Изменить размер шрифта - +
И еще я настаивал, что ученый должен избирать кратчайший путь для своих умозаключений. Крестовина с двумя иглами, заявил я, обязана своим появлением всего лишь теологическим предрассудкам профессора Гатри. И я отказался ее делать, сославшись на то, что добьюсь тех же результатов монотеистическим методом. Митчел очутился в западне; ему оставалось только настаивать, что «так велено». На что я ему ответил: «А я что, студент-физик или заключенный под стражей? Я обязан учиться или подчиняться приказам?»

Очевидно, Митчелу просто деваться было некуда, и столь же очевидно, что я замучил его до смерти. Он следовал определенным правилам. Задним числом я ему очень сочувствую.

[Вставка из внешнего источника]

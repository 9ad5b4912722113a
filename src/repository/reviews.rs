use super::{REVIEWS, RepositoryError, RepositoryResult, decode_all, encode};
use crate::models::{NewReview, Review};
use crate::storage::{DocumentStore, Filter, Query, SortDirection, StoreError};
use serde_json::Value;
use std::sync::Arc;
use tracing::{debug, warn};

/// Attempts at `max(id) + 1` before giving up under contention.
pub const MAX_ID_ATTEMPTS: usize = 8;

/// Access to the `reviews` collection
pub struct ReviewRepository<S> {
    store: Arc<S>,
}

impl<S: DocumentStore> ReviewRepository<S> {
    pub fn new(store: Arc<S>) -> Self {
        Self { store }
    }

    pub async fn all(&self) -> RepositoryResult<Vec<Review>> {
        let documents = self.store.find(REVIEWS, Query::all()).await?;
        decode_all(documents)
    }

    /// Reviews whose `dealership` renders exactly as `dealer`
    pub async fn by_dealer(&self, dealer: &str) -> RepositoryResult<Vec<Review>> {
        let documents = self
            .store
            .find(REVIEWS, Query::filter(Filter::text("dealership", dealer)))
            .await?;
        decode_all(documents)
    }

    /// Highest assigned id, or `None` when there are no reviews.
    ///
    /// Only the `id` of the top document is read; its other fields may be
    /// in any shape.
    pub async fn max_id(&self) -> RepositoryResult<Option<i64>> {
        let query = Query::all()
            .sort_by("id", SortDirection::Descending)
            .limit(1);
        let top = self.store.find(REVIEWS, query).await?;
        Ok(top
            .first()
            .and_then(|document| document.get("id"))
            .and_then(Value::as_i64))
    }

    /// Store `new` under the next free id.
    ///
    /// The id is `max(id) + 1`, or 1 for an empty collection. Concurrent
    /// writers may read the same maximum; the unique index on `id` lets only
    /// one of them commit, and the others re-read and try again.
    pub async fn insert(&self, new: NewReview) -> RepositoryResult<Review> {
        for attempt in 1..=MAX_ID_ATTEMPTS {
            let id = match self.max_id().await? {
                Some(max) => max
                    .checked_add(1)
                    .ok_or(RepositoryError::IdExhausted { max })?,
                None => 1,
            };
            let review = new.clone().with_id(id);

            match self.store.insert_one(REVIEWS, encode(&review)?).await {
                Ok(()) => {
                    debug!(id, attempt, "Review stored");
                    return Ok(review);
                }
                Err(StoreError::DuplicateKey { .. }) => {
                    warn!(id, attempt, "Review id taken by a concurrent insert, retrying");
                }
                Err(e) => return Err(e.into()),
            }
        }

        Err(RepositoryError::IdContention {
            attempts: MAX_ID_ATTEMPTS,
        })
    }
}
use super::Document;
use serde_json::Value;
use std::cmp::Ordering;

/// Match rule for a single field
#[derive(Debug, Clone, PartialEq)]
pub enum Condition {
    /// JSON equality.
    Exact(Value),
    /// Equal to a JSON string, or to a number rendered in decimal.
    Text(String),
}

impl Condition {
    fn matches(&self, value: Option<&Value>) -> bool {
        match (self, value) {
            (Condition::Exact(expected), Some(actual)) => expected == actual,
            (Condition::Text(expected), Some(Value::String(actual))) => expected == actual,
            (Condition::Text(expected), Some(Value::Number(actual))) => {
                *expected == actual.to_string()
            }
            _ => false,
        }
    }
}

/// Conjunction of field conditions. The empty filter matches everything.
#[derive(Debug, Clone, Default, PartialEq)]
pub struct Filter {
    conditions: Vec<(String, Condition)>,
}

impl Filter {
    pub fn all() -> Self {
        Self::default()
    }

    pub fn equals(field: impl Into<String>, value: impl Into<Value>) -> Self {
        Self::all().and(field, Condition::Exact(value.into()))
    }

    pub fn text(field: impl Into<String>, value: impl Into<String>) -> Self {
        Self::all().and(field, Condition::Text(value.into()))
    }

    pub fn and(mut self, field: impl Into<String>, condition: Condition) -> Self {
        self.conditions.push((field.into(), condition));
        self
    }

    pub fn matches(&self, document: &Document) -> bool {
        self.conditions
            .iter()
            .all(|(field, condition)| condition.matches(document.get(field)))
    }
}

#[derive(Debug, Clone, Copy, PartialEq, Eq)]
pub enum SortDirection {
    Ascending,
    Descending,
}

#[derive(Debug, Clone, PartialEq, Eq)]
pub struct Sort {
    pub field: String,
    pub direction: SortDirection,
}

impl Sort {
    /// Compare two documents on the sort field.
    pub fn compare(&self, a: &Document, b: &Document) -> Ordering {
        let ordering = compare_values(a.get(&self.field), b.get(&self.field));
        match self.direction {
            SortDirection::Ascending => ordering,
            SortDirection::Descending => ordering.reverse(),
        }
    }
}

/// Missing < null < bool < number < string; arrays and objects compare equal.
fn compare_values(a: Option<&Value>, b: Option<&Value>) -> Ordering {
    fn rank(value: Option<&Value>) -> u8 {
        match value {
            None => 0,
            Some(Value::Null) => 1,
            Some(Value::Bool(_)) => 2,
            Some(Value::Number(_)) => 3,
            Some(Value::String(_)) => 4,
            Some(_) => 5,
        }
    }

    match (a, b) {
        (Some(Value::Bool(x)), Some(Value::Bool(y))) => x.cmp(y),
        (Some(Value::Number(x)), Some(Value::Number(y))) => match (x.as_i64(), y.as_i64()) {
            (Some(x), Some(y)) => x.cmp(&y),
            _ => {
                let x = x.as_f64().unwrap_or(f64::NAN);
                let y = y.as_f64().unwrap_or(f64::NAN);
                x.partial_cmp(&y).unwrap_or(Ordering::Equal)
            }
        },
        (Some(Value::String(x)), Some(Value::String(y))) => x.cmp(y),
        _ => rank(a).cmp(&rank(b)),
    }
}

/// Filter, optional sort and optional limit for `find`.
#[derive(Debug, Clone, Default, PartialEq)]
pub struct Query {
    pub filter: Filter,
    pub sort: Option<Sort>,
    pub limit: Option<usize>,
}

impl Query {
    pub fn all() -> Self {
        Self::default()
    }

    pub fn filter(filter: Filter) -> Self {
        Self {
            filter,
            ..Self::default()
        }
    }

    pub fn sort_by(mut self, field: impl Into<String>, direction: SortDirection) -> Self {
        self.sort = Some(Sort {
            field: field.into(),
            direction,
        });
        self
    }

    pub fn limit(mut self, limit: usize) -> Self {
        self.limit = Some(limit);
        self
    }
}

#[cfg(test)]
mod tests {
    use super::*;
    use serde_json::json;

    fn doc(value: Value) -> Document {
        match value {
            Value::Object(map) => map,
            _ => panic!("expected object"),
        }
    }

    #[test]
    fn empty_filter_matches_everything() {
        assert!(Filter::all().matches(&doc(json!({}))));
        assert!(Filter::all().matches(&doc(json!({"id": 3}))));
    }

    #[test]
    fn text_condition_matches_strings_and_numbers() {
        let filter = Filter::text("dealership", "15");
        assert!(filter.matches(&doc(json!({"dealership": 15}))));
        assert!(filter.matches(&doc(json!({"dealership": "15"}))));
        assert!(!filter.matches(&doc(json!({"dealership": 150}))));
        assert!(!filter.matches(&doc(json!({"dealership": "015"}))));
        assert!(!filter.matches(&doc(json!({"name": "15"}))));
    }

    #[test]
    fn exact_condition_is_type_sensitive() {
        let filter = Filter::equals("id", 7);
        assert!(filter.matches(&doc(json!({"id": 7}))));
        assert!(!filter.matches(&doc(json!({"id": "7"}))));
    }

    #[test]
    fn state_match_is_case_sensitive() {
        let filter = Filter::equals("state", "Texas");
        assert!(filter.matches(&doc(json!({"state": "Texas"}))));
        assert!(!filter.matches(&doc(json!({"state": "texas"}))));
    }

    #[test]
    fn conditions_are_conjunctive() {
        let filter = Filter::equals("state", "Kansas").and("id", Condition::Exact(json!(2)));
        assert!(filter.matches(&doc(json!({"state": "Kansas", "id": 2}))));
        assert!(!filter.matches(&doc(json!({"state": "Kansas", "id": 3}))));
    }

    #[test]
    fn descending_sort_orders_numbers_numerically() {
        let sort = Sort {
            field: "id".into(),
            direction: SortDirection::Descending,
        };
        let mut docs = vec![
            doc(json!({"id": 2})),
            doc(json!({"id": 10})),
            doc(json!({})),
            doc(json!({"id": 9})),
        ];
        docs.sort_by(|a, b| sort.compare(a, b));

        let ids: Vec<Option<i64>> = docs
            .iter()
            .map(|d| d.get("id").and_then(Value::as_i64))
            .collect();
        assert_eq!(ids, vec![Some(10), Some(9), Some(2), None]);
    }
}
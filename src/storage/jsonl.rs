use super::{Document, StoreResult};
use std::path::{Path, PathBuf};
use tracing::{debug, warn};

/// Line-delimited JSON snapshot of one collection.
pub struct JsonlSnapshot {
    path: PathBuf,
}

impl JsonlSnapshot {
    pub fn new(dir: &Path, collection: &str) -> Self {
        Self {
            path: dir.join(format!("{collection}.jsonl")),
        }
    }

    pub fn path(&self) -> &Path {
        &self.path
    }

    /// Read every document. A missing file is an empty collection.
    ///
    /// Blank lines are skipped; a line that is not a JSON object fails the read.
    pub async fn read(&self) -> StoreResult<Vec<Document>> {
        let contents = match tokio::fs::read_to_string(&self.path).await {
            Ok(contents) => contents,
            Err(e) if e.kind() == std::io::ErrorKind::NotFound => {
                debug!(path = %self.path.display(), "No snapshot found");
                return Ok(Vec::new());
            }
            Err(e) => return Err(e.into()),
        };

        let mut documents = Vec::new();
        for line in contents.lines().filter(|l| !l.trim().is_empty()) {
            documents.push(serde_json::from_str::<Document>(line)?);
        }
        Ok(documents)
    }

    /// Replace the snapshot with `documents`.
    ///
    /// Writes to a sibling temp file and renames it over the old snapshot.
    pub async fn write(&self, documents: &[Document]) -> StoreResult<()> {
        let mut buffer = String::new();
        for document in documents {
            buffer.push_str(&serde_json::to_string(document)?);
            buffer.push('\n');
        }

        if let Some(parent) = self.path.parent() {
            tokio::fs::create_dir_all(parent).await?;
        }

        let tmp = self.path.with_extension("jsonl.tmp");
        tokio::fs::write(&tmp, buffer).await?;
        if let Err(e) = tokio::fs::rename(&tmp, &self.path).await {
            warn!(path = %self.path.display(), error = %e, "Snapshot rename failed");
            return Err(e.into());
        }
        Ok(())
    }
}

Можно было бы привести и другие примеры глупых пререканий с моими учителями на протяжении всего попусту потраченного года, но достаточно и этого. В конце концов, когда прибор был сделан и оценен, он оказался таким редкостным образцом неумения, что долго еще удивлял моих товарищей, когда они натыкались на него, как и на другие творения моих рук, хранившиеся в чулане. Если их и стоило хранить, то лишь как наглядное свидетельство преподавательской бездарности профессора Гатри и слабости его метода преподавания. Я делал вид, что доволен своей работой, но в глубине души это было не так. Просто Гатри по-иному воспринимал мир, чем провоцировал мое некрасивое поведение. Дурная дисциплина идет рука об руку с дурными лекциями. Аудитория, заполненная ждущими звонка студентами, не лучшее место для недужного лектора. Его хриплый голос старался заглушить наш возмущенный гул. Он был раздражителен, и его легко было вывести из себя. На его лекциях то и дело раздавались иронические аплодисменты и хулиганские выкрики; в этом я не отставал от других.

Я плохо себя вел и не мог сам себе этого объяснить. Я не был достаточно взрослым, чтобы растолковать смысл своего сопротивления не только окружающим, но и самому себе. Ясно было, что я терпеть не мог поверхностной манеры, в которой преподносилась нам физика, но в то же время не способен был пробиться к сердцевине этой области знания. Я, конечно, делал эти попытки. Но в голове у меня царила изрядная путаница. Я не понимал, что в своих усилиях был подобен карлику, пытающемуся сыскать рог, через который удалось бы выпить море. Во всяком случае, этот рог не лежал на лабораторном столике. Но и для самого себя, и для своих сокурсников я был человеком, который после блестящего начала не удержался на прежнем уровне. В моей идее «Универсальной диаграммы» никто не увидел ничего путного.

Занятия по геологии, к которым я затем перешел, только укрепили мою репутацию человека нестабильного.

 

Пятьдесят лет спустя я возвращаюсь к моим разногласиям с преподавателями и самим предметом. Хочу сразу же повиниться в невоспитанности и нехватке житейской мудрости. Вполне допускаю, что мне недоставало понимания своих учителей и простого человеческого великодушия. Но, с другой стороны, я настаиваю на том, что моя оценка их преподавания, ведшегося на уровне детского сада, в целом была верной. Конечно, во всем этом много личного, но из трудного периода моего умственного роста можно извлечь и кое-что поучительное. Если свести все к одной фразе и «деиндивидуализировать» этот опыт, то следует заявить, что мы представляли собой блестящий пример попусту растраченных способностей в попытке постичь своим умом природу физики. В какой-то мере игра стоила свеч, поскольку мы узнали содержание предмета в его частностях — в оптике, акустике, электричестве, магнетизме и всем остальном. В известном смысле устоявшиеся термины и определения всего, что касается пространства, скорости, силы, были достаточны для уровня моих знаний. Они были привычны для тогдашнего уровня науки. Потом все изменилось.

Ныне я понимаю, что ни Гатри, ни Бойс не были просто плохими преподавателями. Невозможно быть хорошим преподавателем предмета, не поддающегося объяснению. Я тогда и не подозревал, что эмпирические истины закона сохранения энергии, неуничтожимости материи и силы в то время оставались в тумане.